-- Listed entries follows --
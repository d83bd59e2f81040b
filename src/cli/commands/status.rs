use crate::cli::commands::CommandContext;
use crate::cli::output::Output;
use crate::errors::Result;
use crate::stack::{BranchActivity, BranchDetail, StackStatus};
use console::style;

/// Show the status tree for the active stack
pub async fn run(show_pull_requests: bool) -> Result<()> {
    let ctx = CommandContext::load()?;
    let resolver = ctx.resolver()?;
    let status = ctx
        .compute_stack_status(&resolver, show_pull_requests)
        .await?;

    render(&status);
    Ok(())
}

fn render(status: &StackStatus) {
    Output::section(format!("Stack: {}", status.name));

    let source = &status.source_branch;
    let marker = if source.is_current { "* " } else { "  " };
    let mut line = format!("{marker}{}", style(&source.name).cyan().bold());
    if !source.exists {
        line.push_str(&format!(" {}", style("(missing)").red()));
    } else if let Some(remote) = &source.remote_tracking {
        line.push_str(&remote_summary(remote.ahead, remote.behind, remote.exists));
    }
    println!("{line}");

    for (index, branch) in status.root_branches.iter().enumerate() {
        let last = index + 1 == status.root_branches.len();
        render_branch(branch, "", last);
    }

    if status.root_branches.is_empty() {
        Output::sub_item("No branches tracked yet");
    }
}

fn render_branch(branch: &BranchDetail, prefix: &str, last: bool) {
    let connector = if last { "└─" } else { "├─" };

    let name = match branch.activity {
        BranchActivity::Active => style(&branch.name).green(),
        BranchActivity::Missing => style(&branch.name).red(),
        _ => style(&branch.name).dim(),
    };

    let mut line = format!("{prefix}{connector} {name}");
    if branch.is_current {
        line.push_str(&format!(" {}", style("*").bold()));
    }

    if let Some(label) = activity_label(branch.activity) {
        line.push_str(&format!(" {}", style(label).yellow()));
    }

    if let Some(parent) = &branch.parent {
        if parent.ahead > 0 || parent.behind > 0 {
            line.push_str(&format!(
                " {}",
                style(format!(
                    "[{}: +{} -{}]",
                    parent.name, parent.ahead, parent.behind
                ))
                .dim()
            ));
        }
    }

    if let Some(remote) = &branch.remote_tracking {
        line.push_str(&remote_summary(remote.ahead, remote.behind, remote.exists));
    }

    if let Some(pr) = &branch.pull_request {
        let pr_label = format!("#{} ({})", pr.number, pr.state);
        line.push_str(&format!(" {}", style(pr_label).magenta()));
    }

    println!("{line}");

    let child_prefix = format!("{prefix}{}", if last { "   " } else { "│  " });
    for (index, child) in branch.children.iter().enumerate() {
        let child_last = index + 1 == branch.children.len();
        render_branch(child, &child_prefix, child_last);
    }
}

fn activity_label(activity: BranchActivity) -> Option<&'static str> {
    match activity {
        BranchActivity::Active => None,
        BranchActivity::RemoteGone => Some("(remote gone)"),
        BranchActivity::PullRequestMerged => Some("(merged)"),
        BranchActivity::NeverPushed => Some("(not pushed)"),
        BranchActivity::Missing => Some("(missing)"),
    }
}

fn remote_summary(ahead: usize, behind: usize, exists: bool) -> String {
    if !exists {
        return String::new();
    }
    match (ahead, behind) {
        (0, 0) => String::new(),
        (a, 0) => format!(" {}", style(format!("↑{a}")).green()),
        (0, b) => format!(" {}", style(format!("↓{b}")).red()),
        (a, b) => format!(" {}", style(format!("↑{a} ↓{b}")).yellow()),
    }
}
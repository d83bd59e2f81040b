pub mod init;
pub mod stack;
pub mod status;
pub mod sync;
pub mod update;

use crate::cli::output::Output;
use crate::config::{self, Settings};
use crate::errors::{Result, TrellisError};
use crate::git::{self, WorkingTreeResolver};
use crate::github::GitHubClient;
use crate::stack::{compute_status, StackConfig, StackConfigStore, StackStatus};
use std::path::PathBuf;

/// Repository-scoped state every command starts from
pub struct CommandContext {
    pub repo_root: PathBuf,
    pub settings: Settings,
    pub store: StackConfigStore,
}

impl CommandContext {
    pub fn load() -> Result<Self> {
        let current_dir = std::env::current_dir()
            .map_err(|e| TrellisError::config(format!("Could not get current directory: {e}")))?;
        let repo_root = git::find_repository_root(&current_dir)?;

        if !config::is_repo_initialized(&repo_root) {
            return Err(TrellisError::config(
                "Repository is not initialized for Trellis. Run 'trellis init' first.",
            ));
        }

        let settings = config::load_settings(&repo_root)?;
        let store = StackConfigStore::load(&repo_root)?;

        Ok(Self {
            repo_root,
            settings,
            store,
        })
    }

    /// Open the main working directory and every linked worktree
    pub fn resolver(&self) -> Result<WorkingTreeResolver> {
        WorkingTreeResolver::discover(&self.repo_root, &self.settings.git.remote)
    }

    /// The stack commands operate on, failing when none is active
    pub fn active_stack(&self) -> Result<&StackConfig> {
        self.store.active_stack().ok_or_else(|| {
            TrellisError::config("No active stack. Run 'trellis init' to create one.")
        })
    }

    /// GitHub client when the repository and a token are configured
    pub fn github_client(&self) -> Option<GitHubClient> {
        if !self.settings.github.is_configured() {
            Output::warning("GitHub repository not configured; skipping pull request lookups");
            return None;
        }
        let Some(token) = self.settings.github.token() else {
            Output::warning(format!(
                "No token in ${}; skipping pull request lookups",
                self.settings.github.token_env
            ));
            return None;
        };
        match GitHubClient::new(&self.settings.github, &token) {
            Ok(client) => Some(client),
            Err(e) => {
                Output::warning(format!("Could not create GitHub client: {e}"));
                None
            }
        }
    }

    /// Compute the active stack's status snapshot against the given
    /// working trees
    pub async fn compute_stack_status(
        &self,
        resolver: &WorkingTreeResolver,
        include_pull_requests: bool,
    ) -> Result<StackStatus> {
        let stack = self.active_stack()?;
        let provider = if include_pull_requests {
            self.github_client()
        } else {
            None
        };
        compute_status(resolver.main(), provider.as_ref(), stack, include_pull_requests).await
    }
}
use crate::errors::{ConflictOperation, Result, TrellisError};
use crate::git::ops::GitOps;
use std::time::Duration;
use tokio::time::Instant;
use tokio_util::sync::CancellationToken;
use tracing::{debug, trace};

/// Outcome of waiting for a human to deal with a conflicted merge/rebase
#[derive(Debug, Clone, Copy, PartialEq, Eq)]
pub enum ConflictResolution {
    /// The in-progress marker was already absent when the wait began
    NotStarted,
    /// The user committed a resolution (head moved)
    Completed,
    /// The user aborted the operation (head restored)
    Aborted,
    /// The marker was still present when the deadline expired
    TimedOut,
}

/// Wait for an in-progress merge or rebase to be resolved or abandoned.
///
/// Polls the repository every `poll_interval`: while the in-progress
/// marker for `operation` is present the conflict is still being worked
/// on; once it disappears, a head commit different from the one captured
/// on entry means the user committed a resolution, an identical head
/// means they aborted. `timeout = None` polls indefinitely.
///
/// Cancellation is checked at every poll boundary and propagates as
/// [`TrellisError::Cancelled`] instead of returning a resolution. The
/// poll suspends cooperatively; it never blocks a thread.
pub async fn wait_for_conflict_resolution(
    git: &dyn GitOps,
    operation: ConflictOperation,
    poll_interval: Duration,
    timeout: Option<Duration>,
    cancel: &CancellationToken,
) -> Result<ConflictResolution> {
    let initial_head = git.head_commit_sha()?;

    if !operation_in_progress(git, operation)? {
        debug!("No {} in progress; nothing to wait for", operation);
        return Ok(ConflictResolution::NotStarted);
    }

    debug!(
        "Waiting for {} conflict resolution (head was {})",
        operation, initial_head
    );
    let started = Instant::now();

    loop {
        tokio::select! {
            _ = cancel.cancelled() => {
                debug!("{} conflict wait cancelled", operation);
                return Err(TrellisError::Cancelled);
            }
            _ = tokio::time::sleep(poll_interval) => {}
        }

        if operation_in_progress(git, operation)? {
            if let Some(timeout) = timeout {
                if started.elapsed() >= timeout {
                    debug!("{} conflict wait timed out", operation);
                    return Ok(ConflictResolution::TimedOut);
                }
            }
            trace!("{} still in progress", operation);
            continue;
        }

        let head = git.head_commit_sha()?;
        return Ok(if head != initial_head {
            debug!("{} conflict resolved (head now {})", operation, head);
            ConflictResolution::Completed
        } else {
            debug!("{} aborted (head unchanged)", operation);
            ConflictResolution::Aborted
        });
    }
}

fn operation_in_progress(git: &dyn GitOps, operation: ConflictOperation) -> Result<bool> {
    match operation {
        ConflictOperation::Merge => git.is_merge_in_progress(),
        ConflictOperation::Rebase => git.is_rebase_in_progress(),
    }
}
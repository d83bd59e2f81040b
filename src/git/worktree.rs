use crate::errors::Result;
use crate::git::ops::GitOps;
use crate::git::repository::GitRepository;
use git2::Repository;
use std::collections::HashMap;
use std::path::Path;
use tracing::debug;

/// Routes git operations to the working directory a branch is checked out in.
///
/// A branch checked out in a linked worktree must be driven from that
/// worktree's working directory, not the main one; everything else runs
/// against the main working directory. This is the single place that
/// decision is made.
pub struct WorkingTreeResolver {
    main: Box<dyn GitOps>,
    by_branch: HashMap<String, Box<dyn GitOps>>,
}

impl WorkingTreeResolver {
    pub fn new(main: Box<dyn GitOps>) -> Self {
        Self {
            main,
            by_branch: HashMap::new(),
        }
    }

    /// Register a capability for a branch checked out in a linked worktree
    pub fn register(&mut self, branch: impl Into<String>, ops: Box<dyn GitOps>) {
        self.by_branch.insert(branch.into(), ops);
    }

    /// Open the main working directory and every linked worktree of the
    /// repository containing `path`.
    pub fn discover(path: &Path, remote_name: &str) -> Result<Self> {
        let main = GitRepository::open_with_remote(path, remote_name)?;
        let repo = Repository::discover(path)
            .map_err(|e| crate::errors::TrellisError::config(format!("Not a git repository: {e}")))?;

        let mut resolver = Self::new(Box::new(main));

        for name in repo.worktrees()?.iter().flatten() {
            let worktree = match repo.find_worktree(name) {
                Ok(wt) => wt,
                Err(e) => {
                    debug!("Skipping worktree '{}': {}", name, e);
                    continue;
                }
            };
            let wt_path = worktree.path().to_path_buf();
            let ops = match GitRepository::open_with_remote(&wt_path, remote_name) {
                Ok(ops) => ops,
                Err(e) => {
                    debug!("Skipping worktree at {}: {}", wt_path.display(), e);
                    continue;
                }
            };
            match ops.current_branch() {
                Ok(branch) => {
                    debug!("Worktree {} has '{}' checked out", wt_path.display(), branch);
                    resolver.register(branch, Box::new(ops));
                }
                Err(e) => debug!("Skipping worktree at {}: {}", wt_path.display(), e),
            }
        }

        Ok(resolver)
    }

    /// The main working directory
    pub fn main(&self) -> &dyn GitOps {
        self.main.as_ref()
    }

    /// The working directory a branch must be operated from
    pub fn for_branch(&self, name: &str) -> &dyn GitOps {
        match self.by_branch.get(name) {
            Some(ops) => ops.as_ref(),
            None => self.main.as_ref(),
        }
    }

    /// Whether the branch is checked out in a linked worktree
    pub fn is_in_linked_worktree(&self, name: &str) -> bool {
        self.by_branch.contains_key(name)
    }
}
-- Listed entries concluded --
● Exercise
Would you copy, unchanged, the stretch of the records above that begins at the line containing "use std::time::Duration;" and ends at the line containing "operation (head restored)", and only that?

● Problem solution
use std::time::Duration;
use tokio::time::Instant;
use tokio_util::sync::CancellationToken;
use tracing::{debug, trace};

/// Outcome of waiting for a human to deal with a conflicted merge/rebase
#[derive(Debug, Clone, Copy, PartialEq, Eq)]
pub enum ConflictResolution {
    /// The in-progress marker was already absent when the wait began
    NotStarted,
    /// The user committed a resolution (head moved)
    Completed,
    /// The user aborted the operation (head restored)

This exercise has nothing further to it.